To give some examples of ant agriculture and animal husbandry, they cut and feed leaves to a fungus they farm for food. The fungus even communicates to the ants to switch to a different plant when the plant produces toxins in defense to cutting.
Ants herd aphids, protecting them from predators (ladybugs), secrete pheromones that direct and pacify them, and massage their abdomens to milk sugar dew.
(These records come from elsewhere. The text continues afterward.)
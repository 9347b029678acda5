// ABOUTME: Directive builders mapping each option value to one imperative sentence
// ABOUTME: Pure lookup tables; unset or blank values contribute nothing
//
// SPDX-License-Identifier: MIT OR Apache-2.0
// Copyright (c) 2025 Pierre Fitness Intelligence

//! # Directive Builders
//!
//! Each option key yields at most one [`Directive`]. Common options come
//! first in a fixed order, followed by the fields of the active task type.
//! Directives address disjoint aspects of the output, so their order only
//! affects where they appear in the prompt.

use crate::models::{
    AspectRatio, CameraMovement, CodingOptions, CommonOptions, DetailLevel, GenerationOptions,
    ImageOptions, MarketingChannel, MarketingOptions, OutputFormat, PointOfView, ResearchOptions,
    StylePreset, TaskOptions, Tone, VideoOptions, WritingOptions, WritingStyle,
};
use serde::Serialize;

/// One instruction sentence contributed by one option
#[derive(Debug, Clone, PartialEq, Eq, Serialize)]
pub struct Directive {
    /// Option key that produced it (camelCase, as serialized)
    pub key: &'static str,
    /// Sentence placed in the prompt
    pub text: String,
}

impl Directive {
    fn new(key: &'static str, text: impl Into<String>) -> Self {
        Self {
            key,
            text: text.into(),
        }
    }
}

/// Trimmed value, or `None` when unset or blank
fn non_blank(value: Option<&String>) -> Option<&str> {
    value.map(|v| v.trim()).filter(|v| !v.is_empty())
}

/// All directives for `options`, common fields first
#[must_use]
pub fn build_directives(options: &GenerationOptions) -> Vec<Directive> {
    let mut directives = common_directives(&options.common);
    directives.extend(task_directives(&options.task));
    directives
}

/// Directives for the fields shared by every task type
#[must_use]
pub fn common_directives(common: &CommonOptions) -> Vec<Directive> {
    [
        common.tone.map(tone_directive),
        common.detail.map(detail_directive),
        common.format.map(format_directive),
        audience_directive(common.audience.as_ref()),
        language_directive(common.language.as_ref()),
        style_guidelines_directive(&common.style_guidelines),
    ]
    .into_iter()
    .flatten()
    .collect()
}

/// Directives for the active task type's fields
#[must_use]
pub fn task_directives(task: &TaskOptions) -> Vec<Directive> {
    match task {
        TaskOptions::General => Vec::new(),
        TaskOptions::Writing(writing) => writing_directives(writing),
        TaskOptions::Marketing(marketing) => marketing_directives(marketing),
        TaskOptions::Coding(coding) => coding_directives(coding),
        TaskOptions::Research(research) => research_directives(research),
        TaskOptions::Image(image) => image_directives(image),
        TaskOptions::Video(video) => video_directives(video),
    }
}

/// Tone sentence
#[must_use]
pub fn tone_directive(tone: Tone) -> Directive {
    let text = match tone {
        Tone::Formal => "Use a formal tone with precise vocabulary and no slang or contractions.",
        Tone::Casual => "Use a casual, conversational tone, as if talking to a friend.",
        Tone::Friendly => "Use a warm and approachable tone.",
        Tone::Professional => "Use a professional tone that is clear, confident and businesslike.",
        Tone::Persuasive => "Use a persuasive tone that builds a compelling case for action.",
        Tone::Humorous => "Use a light, humorous tone with tasteful wit where it fits.",
        Tone::Authoritative => "Use an authoritative tone that conveys expertise and certainty.",
        Tone::Empathetic => {
            "Use an empathetic tone that acknowledges the reader's feelings and perspective."
        }
    };
    Directive::new("tone", text)
}

/// Length sentence with the numeric word range
#[must_use]
pub fn detail_directive(detail: DetailLevel) -> Directive {
    Directive::new(
        "detail",
        format!(
            "The response must be {} long; stay inside this range.",
            detail.word_range_label()
        ),
    )
}

/// Structure sentence
#[must_use]
pub fn format_directive(format: OutputFormat) -> Directive {
    let text = match format {
        OutputFormat::Plain => "Return plain text only, with no Markdown, HTML or code fences.",
        OutputFormat::Markdown => {
            "Format the response in Markdown, using headings, lists and emphasis where they aid readability."
        }
        OutputFormat::Xml => "Structure the response as well-formed XML with a single root element.",
        OutputFormat::Json => {
            "Return the response as valid JSON only, with no commentary outside the JSON."
        }
    };
    Directive::new("format", text)
}

/// Audience sentence
#[must_use]
pub fn audience_directive(audience: Option<&String>) -> Option<Directive> {
    non_blank(audience)
        .map(|audience| Directive::new("audience", format!("Write for this audience: {audience}.")))
}

/// Output language sentence
#[must_use]
pub fn language_directive(language: Option<&String>) -> Option<Directive> {
    non_blank(language)
        .map(|language| Directive::new("language", format!("Write the response in {language}.")))
}

/// Free-form style rules folded into one sentence
#[must_use]
pub fn style_guidelines_directive(guidelines: &[String]) -> Option<Directive> {
    let rules: Vec<&str> = guidelines
        .iter()
        .map(|rule| rule.trim().trim_end_matches('.'))
        .filter(|rule| !rule.is_empty())
        .collect();
    if rules.is_empty() {
        return None;
    }
    Some(Directive::new(
        "styleGuidelines",
        format!("Follow these style guidelines: {}.", rules.join("; ")),
    ))
}

/// Writing task directives
#[must_use]
pub fn writing_directives(writing: &WritingOptions) -> Vec<Directive> {
    let style = writing.writing_style.map(|style| {
        let text = match style {
            WritingStyle::Descriptive => "Use a descriptive style rich in sensory detail.",
            WritingStyle::Narrative => "Use a narrative style that unfolds as a sequence of events.",
            WritingStyle::Expository => "Use an expository style that explains clearly and logically.",
            WritingStyle::Persuasive => "Use a persuasive style that argues toward a clear position.",
            WritingStyle::Poetic => "Use a poetic style with imagery, rhythm and careful word choice.",
        };
        Directive::new("writingStyle", text)
    });
    let point_of_view = writing.point_of_view.map(|pov| {
        let text = match pov {
            PointOfView::FirstPerson => "Write in the first person (I, we).",
            PointOfView::SecondPerson => "Write in the second person, addressing the reader as you.",
            PointOfView::ThirdPerson => "Write in the third person.",
        };
        Directive::new("pointOfView", text)
    });
    [style, point_of_view].into_iter().flatten().collect()
}

/// Marketing task directives
#[must_use]
pub fn marketing_directives(marketing: &MarketingOptions) -> Vec<Directive> {
    let channel = marketing.channel.map(|channel| {
        let text = match channel {
            MarketingChannel::Email => {
                "Write it as a marketing email with a subject line and a scannable body."
            }
            MarketingChannel::Social => {
                "Write it as a social media post: short, punchy and easy to share."
            }
            MarketingChannel::LandingPage => {
                "Write it as landing page copy with a headline, supporting sections and a closing pitch."
            }
            MarketingChannel::Ad => "Write it as advertisement copy that fits a small ad slot.",
            MarketingChannel::Blog => "Write it as a blog post with an engaging introduction.",
        };
        Directive::new("channel", text)
    });
    let call_to_action = non_blank(marketing.call_to_action.as_ref()).map(|cta| {
        Directive::new(
            "callToAction",
            format!("End with this call to action: {cta}."),
        )
    });
    let brand_voice = non_blank(marketing.brand_voice.as_ref())
        .map(|voice| Directive::new("brandVoice", format!("Match this brand voice: {voice}.")));
    [channel, call_to_action, brand_voice]
        .into_iter()
        .flatten()
        .collect()
}

/// Coding task directives
#[must_use]
pub fn coding_directives(coding: &CodingOptions) -> Vec<Directive> {
    let language = non_blank(coding.programming_language.as_ref()).map(|language| {
        Directive::new(
            "programmingLanguage",
            format!("Write the code in {language}."),
        )
    });
    let framework = non_blank(coding.framework.as_ref()).map(|framework| {
        Directive::new(
            "framework",
            format!("Build on {framework} and follow its conventions."),
        )
    });
    let tests = coding.include_tests.then(|| {
        Directive::new(
            "includeTests",
            "Include unit tests that cover the main behaviour and edge cases.",
        )
    });
    let comments = coding.include_comments.then(|| {
        Directive::new(
            "includeComments",
            "Add concise comments explaining non-obvious logic.",
        )
    });
    [language, framework, tests, comments]
        .into_iter()
        .flatten()
        .collect()
}

/// Research task directives
#[must_use]
pub fn research_directives(research: &ResearchOptions) -> Vec<Directive> {
    let citations = research.require_citations.then(|| {
        Directive::new(
            "requireCitations",
            "Cite a credible source for every factual claim.",
        )
    });
    let style = non_blank(research.citation_style.as_ref()).map(|style| {
        Directive::new(
            "citationStyle",
            format!("Format citations in {style} style."),
        )
    });
    let time_frame = non_blank(research.time_frame.as_ref()).map(|period| {
        Directive::new(
            "timeFrame",
            format!("Focus on sources and developments from {period}."),
        )
    });
    [citations, style, time_frame]
        .into_iter()
        .flatten()
        .collect()
}

/// Image prompt directives
#[must_use]
pub fn image_directives(image: &ImageOptions) -> Vec<Directive> {
    let aspect = image.aspect_ratio.map(|ratio| {
        let shape = match ratio {
            AspectRatio::Square => "square",
            AspectRatio::Landscape => "widescreen landscape",
            AspectRatio::Portrait => "vertical portrait",
            AspectRatio::Classic | AspectRatio::Photo => "standard photo",
        };
        Directive::new(
            "aspectRatio",
            format!("Compose for a {} ({shape}) frame.", ratio.as_str()),
        )
    });
    let style = image.style_preset.map(|preset| {
        let text = match preset {
            StylePreset::Photorealistic => {
                "Render it photorealistically, as if captured with a professional camera."
            }
            StylePreset::Cinematic => "Give it a cinematic look with dramatic framing and colour grading.",
            StylePreset::Illustration => "Render it as a clean digital illustration.",
            StylePreset::Anime => "Render it in an anime art style.",
            StylePreset::Watercolor => "Render it as a watercolor painting with soft, bleeding edges.",
            StylePreset::Render3d => "Render it as a polished 3D scene.",
            StylePreset::PixelArt => "Render it as pixel art with a limited palette.",
        };
        Directive::new("stylePreset", text)
    });
    let lighting = non_blank(image.lighting.as_ref())
        .map(|lighting| Directive::new("lighting", format!("Lighting: {lighting}.")));
    let negative = non_blank(image.negative_prompt.as_ref()).map(|excluded| {
        Directive::new(
            "negativePrompt",
            format!("Keep these out of the image: {excluded}."),
        )
    });
    [aspect, style, lighting, negative]
        .into_iter()
        .flatten()
        .collect()
}

/// Video prompt directives
#[must_use]
pub fn video_directives(video: &VideoOptions) -> Vec<Directive> {
    let duration = video.duration_secs.filter(|secs| *secs > 0).map(|secs| {
        Directive::new(
            "durationSecs",
            format!("Describe a clip lasting about {secs} seconds."),
        )
    });
    let frame_rate = video.frame_rate.filter(|fps| *fps > 0).map(|fps| {
        Directive::new("frameRate", format!("Target {fps} frames per second."))
    });
    let camera = video.camera_movement.map(|movement| {
        let text = match movement {
            CameraMovement::Static => "Keep the camera static on a locked-off shot.",
            CameraMovement::Pan => "Use a slow horizontal pan.",
            CameraMovement::Tilt => "Use a vertical tilt to reveal the subject.",
            CameraMovement::Dolly => "Use a smooth dolly move toward or away from the subject.",
            CameraMovement::Tracking => "Use a tracking shot that follows the subject.",
            CameraMovement::Handheld => "Use handheld camera movement for an immediate feel.",
            CameraMovement::Aerial => "Use an aerial drone shot.",
            CameraMovement::Zoom => "Use a gradual zoom.",
        };
        Directive::new("cameraMovement", text)
    });
    let resolution = non_blank(video.resolution.as_ref())
        .map(|resolution| Directive::new("resolution", format!("Output resolution: {resolution}.")));
    [duration, frame_rate, camera, resolution]
        .into_iter()
        .flatten()
        .collect()
}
What I'm saying is that, Bible parables notwithstanding, it's not the individual ant that achieves these incredible things. The bulk of computational/cognitive work is done by the colony as a system. This means that there's little sense in comparing brainpower of an ant with that of a human. A more informative comparison is that between an ant colony and human society - here, humans may come out badly, but that's arguably because our societies are overcomplicated in order to compensate for individual humans having too much brainpower :).
> There's a vast difference in complexity between what ants do, and what humans do.
Interesting parallell with intelligence/sentience/sapience. Despite the means, isn't the end result what you have to judge? The end result looks like a rudimentary civilization. How much back in time would we have to go back to find more sophistication in ant societies than humans?
> Despite the means, isn't the end result what you have to judge? The end result looks like a rudimentary civilization.
I'm indeed talking about the ends. The operative phrase here is "it looks like". It looks like a civilization, there are even some structural similarities to be found - but it is not a civilization, anymore than a Lego brick with a computer sticker on it is a PC.
This is not to deny that ants are awesome and very much worth studying - my point is to avoid following flawed analogies too far. "Ant colonies look like rudimentary civilization, and civilization is/does X, therefore..." is going to be a nonsense statements for most of possible values of X.
I could go on and on. Point being, analogies are fun and sometimes illuminating, but they're just that. There's a vast difference in complexity between what ants do, and what humans do.